Here is a set of records. Copy them all exactly.
::: RECORDS FOR THIS EXERCISE
use std::borrow::Cow;
use std::path::Path;

use anyhow::Context as _;

use crate::{
    error::{TextoverError, TextoverResult},
    style::{FontStack, Style, weight_for_thickness},
};

/// Pixel size of a scale-1.0 glyph line. `Style::scale` is a multiplier on
/// this, not a pixel size directly.
pub const BASE_FONT_PX: f32 = 22.0;

/// Measured pixel extent of a laid-out text string.
#[derive(Clone, Copy, Debug, Default, PartialEq)]
pub struct TextExtent {
    pub width: f32,
    pub height: f32,
}

/// RGBA8 brush color carried through Parley text layout.
#[derive(Clone, Copy, Debug, Default, PartialEq, Eq)]
pub struct BrushRgba8 {
    pub r: u8,
    pub g: u8,
    pub b: u8,
    pub a: u8,
}

/// Injectable text-measurement capability.
///
/// The fitter only depends on this trait, so its numeric behavior can be
/// tested without a rendering backend.
pub trait TextMeasurer {
    fn measure(
        &mut self,
        text: &str,
        font: &FontStack,
        scale: f32,
        thickness: u32,
    ) -> TextoverResult<TextExtent>;
}

/// Stateful helper for building Parley text layouts.
pub struct ParleyMeasurer {
    font_ctx: parley::FontContext,
    layout_ctx: parley::LayoutContext<BrushRgba8>,
}

impl Default for ParleyMeasurer {
    fn default() -> Self {
        Self::new()
    }
}

impl ParleyMeasurer {
    /// Construct a measurer with fresh Parley contexts over the system font
    /// collection.
    pub fn new() -> Self {
        Self {
            font_ctx: parley::FontContext::default(),
            layout_ctx: parley::LayoutContext::new(),
        }
    }

    /// Register every `.ttf`/`.otf` file found in `dir` with the font
    /// collection and return one [`FontStack`] per registered family name.
    pub fn register_fonts_dir(&mut self, dir: &Path) -> TextoverResult<Vec<FontStack>> {
        let mut stacks = Vec::new();
        let entries =
            std::fs::read_dir(dir).with_context(|| format!("read fonts dir '{}'", dir.display()))?;
        for entry in entries {
            let entry = entry.with_context(|| format!("read fonts dir '{}'", dir.display()))?;
            let path = entry.path();
            let is_font = path
                .extension()
                .and_then(|e| e.to_str())
                .map(|e| matches!(e.to_ascii_lowercase().as_str(), "ttf" | "otf"))
                .unwrap_or(false);
            if !is_font {
                continue;
            }

            let bytes = std::fs::read(&path)
                .with_context(|| format!("read font file '{}'", path.display()))?;
            let families = self
                .font_ctx
                .collection
                .register_fonts(parley::fontique::Blob::from(bytes), None);
            for (family_id, _) in families {
                if let Some(name) = self.font_ctx.collection.family_name(family_id) {
                    stacks.push(FontStack::new(name.to_string()));
                }
            }
        }
        Ok(stacks)
    }

    /// Shape and lay out a single line of text under `style`, with the brush
    /// applied to every glyph run.
    pub fn layout(
        &mut self,
        text: &str,
        style: &Style,
        brush: BrushRgba8,
    ) -> TextoverResult<parley::Layout<BrushRgba8>> {
        let size_px = style.scale * BASE_FONT_PX;
        if !size_px.is_finite() || size_px <= 0.0 {
            return Err(TextoverError::render(
                "text size must be finite and > 0",
            ));
        }

        let mut builder = self
            .layout_ctx
            .ranged_builder(&mut self.font_ctx, text, 1.0, true);
        builder.push_default(parley::style::StyleProperty::FontStack(
            parley::style::FontStack::Source(Cow::Owned(style.font.0.clone())),
        ));
        builder.push_default(parley::style::StyleProperty::FontSize(size_px));
        builder.push_default(parley::style::StyleProperty::FontWeight(
            parley::style::FontWeight::new(weight_for_thickness(style.thickness)),
        ));
        builder.push_default(parley::style::StyleProperty::Brush(brush));

        let mut layout: parley::Layout<BrushRgba8> = builder.build(text);
        layout.break_all_lines(None);

        Ok(layout)
    }
}

impl TextMeasurer for ParleyMeasurer {
    fn measure(
        &mut self,
        text: &str,
        font: &FontStack,
        scale: f32,
        thickness: u32,
    ) -> TextoverResult<TextExtent> {
        let style = Style {
            font: font.clone(),
            scale,
            thickness,
            color: crate::style::Rgb { r: 0, g: 0, b: 0 },
        };
        let layout = self.layout(text, &style, BrushRgba8::default())?;
        Ok(TextExtent {
            width: layout.width(),
            height: layout.height(),
        })
    }
}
::::::
→ PROBLEM SOLUTION:
use std::borrow::Cow;
use std::path::Path;

use anyhow::Context as _;

use crate::{
    error::{TextoverError, TextoverResult},
    style::{FontStack, Style, weight_for_thickness},
};

/// Pixel size of a scale-1.0 glyph line. `Style::scale` is a multiplier on
/// this, not a pixel size directly.
pub const BASE_FONT_PX: f32 = 22.0;

/// Measured pixel extent of a laid-out text string.
#[derive(Clone, Copy, Debug, Default, PartialEq)]
pub struct TextExtent {
    pub width: f32,
    pub height: f32,
}

/// RGBA8 brush color carried through Parley text layout.
#[derive(Clone, Copy, Debug, Default, PartialEq, Eq)]
pub struct BrushRgba8 {
    pub r: u8,
    pub g: u8,
    pub b: u8,
    pub a: u8,
}

/// Injectable text-measurement capability.
///
/// The fitter only depends on this trait, so its numeric behavior can be
/// tested without a rendering backend.
pub trait TextMeasurer {
    fn measure(
        &mut self,
        text: &str,
        font: &FontStack,
        scale: f32,
        thickness: u32,
    ) -> TextoverResult<TextExtent>;
}

/// Stateful helper for building Parley text layouts.
pub struct ParleyMeasurer {
    font_ctx: parley::FontContext,
    layout_ctx: parley::LayoutContext<BrushRgba8>,
}

impl Default for ParleyMeasurer {
    fn default() -> Self {
        Self::new()
    }
}

impl ParleyMeasurer {
    /// Construct a measurer with fresh Parley contexts over the system font
    /// collection.
    pub fn new() -> Self {
        Self {
            font_ctx: parley::FontContext::default(),
            layout_ctx: parley::LayoutContext::new(),
        }
    }

    /// Register every `.ttf`/`.otf` file found in `dir` with the font
    /// collection and return one [`FontStack`] per registered family name.
    pub fn register_fonts_dir(&mut self, dir: &Path) -> TextoverResult<Vec<FontStack>> {
        let mut stacks = Vec::new();
        let entries =
            std::fs::read_dir(dir).with_context(|| format!("read fonts dir '{}'", dir.display()))?;
        for entry in entries {
            let entry = entry.with_context(|| format!("read fonts dir '{}'", dir.display()))?;
            let path = entry.path();
            let is_font = path
                .extension()
                .and_then(|e| e.to_str())
                .map(|e| matches!(e.to_ascii_lowercase().as_str(), "ttf" | "otf"))
                .unwrap_or(false);
            if !is_font {
                continue;
            }

            let bytes = std::fs::read(&path)
                .with_context(|| format!("read font file '{}'", path.display()))?;
            let families = self
                .font_ctx
                .collection
                .register_fonts(parley::fontique::Blob::from(bytes), None);
            for (family_id, _) in families {
                if let Some(name) = self.font_ctx.collection.family_name(family_id) {
                    stacks.push(FontStack::new(name.to_string()));
                }
            }
        }
        Ok(stacks)
    }

    /// Shape and lay out a single line of text under `style`, with the brush
    /// applied to every glyph run.
    pub fn layout(
        &mut self,
        text: &str,
        style: &Style,
        brush: BrushRgba8,
    ) -> TextoverResult<parley::Layout<BrushRgba8>> {
        let size_px = style.scale * BASE_FONT_PX;
        if !size_px.is_finite() || size_px <= 0.0 {
            return Err(TextoverError::render(
                "text size must be finite and > 0",
            ));
        }

        let mut builder = self
            .layout_ctx
            .ranged_builder(&mut self.font_ctx, text, 1.0, true);
        builder.push_default(parley::style::StyleProperty::FontStack(
            parley::style::FontStack::Source(Cow::Owned(style.font.0.clone())),
        ));
        builder.push_default(parley::style::StyleProperty::FontSize(size_px));
        builder.push_default(parley::style::StyleProperty::FontWeight(
            parley::style::FontWeight::new(weight_for_thickness(style.thickness)),
        ));
        builder.push_default(parley::style::StyleProperty::Brush(brush));

        let mut layout: parley::Layout<BrushRgba8> = builder.build(text);
        layout.break_all_lines(None);

        Ok(layout)
    }
}

impl TextMeasurer for ParleyMeasurer {
    fn measure(
        &mut self,
        text: &str,
        font: &FontStack,
        scale: f32,
        thickness: u32,
    ) -> TextoverResult<TextExtent> {
        let style = Style {
            font: font.clone(),
            scale,
            thickness,
            color: crate::style::Rgb { r: 0, g: 0, b: 0 },
        };
        let layout = self.layout(text, &style, BrushRgba8::default())?;
        Ok(TextExtent {
            width: layout.width(),
            height: layout.height(),
        })
    }
}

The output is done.